De prachtige Russische bibliotheek van het IISG gaat terug tot de achttiende eeuw en omvat complete reeksen verslagen van de Russische Academie van Wetenschappen, die in 1724 door Peter de Grote werd opgericht (75-76). Daarin is veel te vinden over de Russische koloniale expansie in oostelijke en zuidelijke richting, een thema dat ook in monografieën uitstekend vertegenwoordigd is (77).

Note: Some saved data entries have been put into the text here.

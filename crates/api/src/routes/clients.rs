//! Route definitions for the `/clients` resource.

use axum::routing::{get, post};
use axum::Router;

use crate::handlers::clients;
use crate::state::AppState;

/// Routes mounted at `/clients`.
///
/// ```text
/// POST   /        -> create
/// POST   /upsert  -> upsert
/// GET    /me      -> list_mine
/// GET    /{id}    -> get
/// PUT    /{id}    -> update
/// DELETE /{id}    -> delete
/// ```
pub fn router() -> Router<AppState> {
    Router::new()
        .route("/", post(clients::create))
        .route("/upsert", post(clients::upsert))
        .route("/me", get(clients::list_mine))
        .route(
            "/{id}",
            get(clients::get).put(clients::update).delete(clients::delete),
        )
}
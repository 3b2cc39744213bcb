//! Repository for the `clients` table.

use imperium_core::status::SessionStatus;
use imperium_core::types::DbId;
use sqlx::{PgExecutor, PgPool};

use crate::models::client::{Client, CreateClient};
use crate::repositories::DeleteOutcome;

/// Column list shared across queries to avoid repetition.
const COLUMNS: &str = "id, owner_id, name, ip_address, created_at, updated_at";

/// Provides CRUD operations for client endpoints.
pub struct ClientRepo;

impl ClientRepo {
    /// Insert a new client, returning the created row.
    pub async fn create<'e>(
        executor: impl PgExecutor<'e>,
        owner_id: DbId,
        input: &CreateClient,
    ) -> Result<Client, sqlx::Error> {
        let query = format!(
            "INSERT INTO clients (owner_id, name, ip_address)
             VALUES ($1, $2, $3)
             RETURNING {COLUMNS}"
        );
        sqlx::query_as::<_, Client>(&query)
            .bind(owner_id)
            .bind(&input.client_name)
            .bind(&input.ip_address)
            .fetch_one(executor)
            .await
    }

    /// Return the owner's client with this (name, address), creating it if
    /// needed. An existing row is returned unchanged apart from `updated_at`.
    pub async fn upsert<'e>(
        executor: impl PgExecutor<'e>,
        owner_id: DbId,
        input: &CreateClient,
    ) -> Result<Client, sqlx::Error> {
        let query = format!(
            "INSERT INTO clients (owner_id, name, ip_address)
             VALUES ($1, $2, $3)
             ON CONFLICT ON CONSTRAINT uq_clients_owner_name_address
             DO UPDATE SET updated_at = NOW()
             RETURNING {COLUMNS}"
        );
        sqlx::query_as::<_, Client>(&query)
            .bind(owner_id)
            .bind(&input.client_name)
            .bind(&input.ip_address)
            .fetch_one(executor)
            .await
    }

    /// Find a client by internal ID.
    pub async fn find_by_id<'e>(
        executor: impl PgExecutor<'e>,
        id: DbId,
    ) -> Result<Option<Client>, sqlx::Error> {
        let query = format!("SELECT {COLUMNS} FROM clients WHERE id = $1");
        sqlx::query_as::<_, Client>(&query)
            .bind(id)
            .fetch_optional(executor)
            .await
    }

    /// List clients owned by a user, most recently created first.
    pub async fn list_by_owner<'e>(
        executor: impl PgExecutor<'e>,
        owner_id: DbId,
    ) -> Result<Vec<Client>, sqlx::Error> {
        let query = format!(
            "SELECT {COLUMNS} FROM clients WHERE owner_id = $1 ORDER BY created_at DESC, id DESC"
        );
        sqlx::query_as::<_, Client>(&query)
            .bind(owner_id)
            .fetch_all(executor)
            .await
    }

    /// Overwrite name and address. Returns `None` if the client does not exist.
    pub async fn update<'e>(
        executor: impl PgExecutor<'e>,
        id: DbId,
        input: &CreateClient,
    ) -> Result<Option<Client>, sqlx::Error> {
        let query = format!(
            "UPDATE clients SET name = $2, ip_address = $3
             WHERE id = $1
             RETURNING {COLUMNS}"
        );
        sqlx::query_as::<_, Client>(&query)
            .bind(id)
            .bind(&input.client_name)
            .bind(&input.ip_address)
            .fetch_optional(executor)
            .await
    }

    /// Delete a client after removing its terminal session history.
    ///
    /// Refuses while any PENDING or ACTIVE session references the client.
    pub async fn delete_with_history(pool: &PgPool, id: DbId) -> Result<DeleteOutcome, sqlx::Error> {
        let mut tx = pool.begin().await?;

        let locked: Option<(DbId,)> = sqlx::query_as("SELECT id FROM clients WHERE id = $1 FOR UPDATE")
            .bind(id)
            .fetch_optional(&mut *tx)
            .await?;
        if locked.is_none() {
            return Ok(DeleteOutcome::NotFound);
        }

        let (live,): (i64,) = sqlx::query_as(
            "SELECT COUNT(*) FROM sessions WHERE client_id = $1 AND status_id IN ($2, $3)",
        )
        .bind(id)
        .bind(SessionStatus::Pending.id())
        .bind(SessionStatus::Active.id())
        .fetch_one(&mut *tx)
        .await?;
        if live > 0 {
            return Ok(DeleteOutcome::HasLiveSessions);
        }

        sqlx::query("DELETE FROM sessions WHERE client_id = $1")
            .bind(id)
            .execute(&mut *tx)
            .await?;
        sqlx::query("DELETE FROM clients WHERE id = $1")
            .bind(id)
            .execute(&mut *tx)
            .await?;

        tx.commit().await?;
        Ok(DeleteOutcome::Deleted)
    }
}
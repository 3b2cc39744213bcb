use std::sync::Arc;

use crate::config::ServerConfig;
use crate::sessions::SessionCoordinator;
use crate::signaling::HostClient;

/// Shared application state available to all Axum handlers via `State<AppState>`.
///
/// Cheaply cloneable: everything is behind `Arc` or is already a handle.
#[derive(Clone)]
pub struct AppState {
    /// Database connection pool.
    pub pool: imperium_db::DbPool,
    /// Server configuration, immutable after startup.
    pub config: Arc<ServerConfig>,
    /// Outbound client for host endpoints.
    pub hosts: HostClient,
    /// Session lifecycle coordinator.
    pub sessions: Arc<SessionCoordinator>,
}

impl AppState {
    /// Wire up state from a pool and configuration.
    pub fn new(pool: imperium_db::DbPool, config: ServerConfig) -> Self {
        let hosts = HostClient::new(std::time::Duration::from_secs(
            config.host_request_timeout_secs,
        ));
        let sessions = Arc::new(SessionCoordinator::new(pool.clone(), hosts.clone()));
        Self {
            pool,
            config: Arc::new(config),
            hosts,
            sessions,
        }
    }
}
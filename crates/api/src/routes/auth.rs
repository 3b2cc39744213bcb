//! Route definitions for the `/auth` resource.

use axum::routing::post;
use axum::Router;

use crate::handlers::auth;
use crate::state::AppState;

/// Routes mounted at `/auth`.
///
/// ```text
/// POST /register -> register
/// POST /login    -> login
/// POST /refresh  -> refresh
/// POST /logout   -> logout (requires auth)
/// ```
pub fn router() -> Router<AppState> {
    Router::new()
        .route("/register", post(auth::register))
        .route("/login", post(auth::login))
        .route("/refresh", post(auth::refresh))
        .route("/logout", post(auth::logout))
}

Hetzelfde geldt voor de zeer uiteenlopende negentiende-eeuwse tegenstanders van de tsaristische autocratie, van wie ook vele archieven in Amsterdam terechtkwamen. Tot 1861 kende Rusland nog massale lijfeigenschap, lang nadat deze elders in Europa was afgeschaft, wat behalve rechteloosheid voor het merendeel van de bevolking een laag opleidingsniveau met zich meebracht. Omdat daarnaast ook het recht op vereniging en vergadering ontbrak, concentreerde de oppositie zich lange tijd dikwijls rond moedige individuen als Aleksandr Herzen (78) of Lev Tolstoj (79-80), van wie vele een groot deel van hun leven in ballingschap doorbrachten. Voor de Russische intelligentsia vormde de onontwikkeldheid van het volk daarbij steeds een nog groter probleem dan al bij de Westerse liberalen en socialisten het geval was geweest.

In het laatste kwart van de negentiende eeuw ontstonden steeds meer (illegale) organisaties, die zich krachtig in de strijd om de modernisering van het land mengden - een op zichzelf ook in leidende kringen gekoesterde wens. Niet alleen de doelstellingen, maar ook de wegen erheen zorgden voor aanzienlijke meningsverschillen tussen de eerste narodniki of populisten (81-82), de Bund, een joodse arbeidersorganisatie (83-84), de Partij van Socialisten-Revolutionairen (85-86) en de mensjevieken (87), die de sociaal-democratische meerderheid vormden, nadat de bolsjevieken zich in 1903 hadden afgescheiden. De Revolutie van 1905 en de reacties daarop brachten de tegenstellingen aan het licht en toonden ook de relatieve zwakte van de beweging (88-89).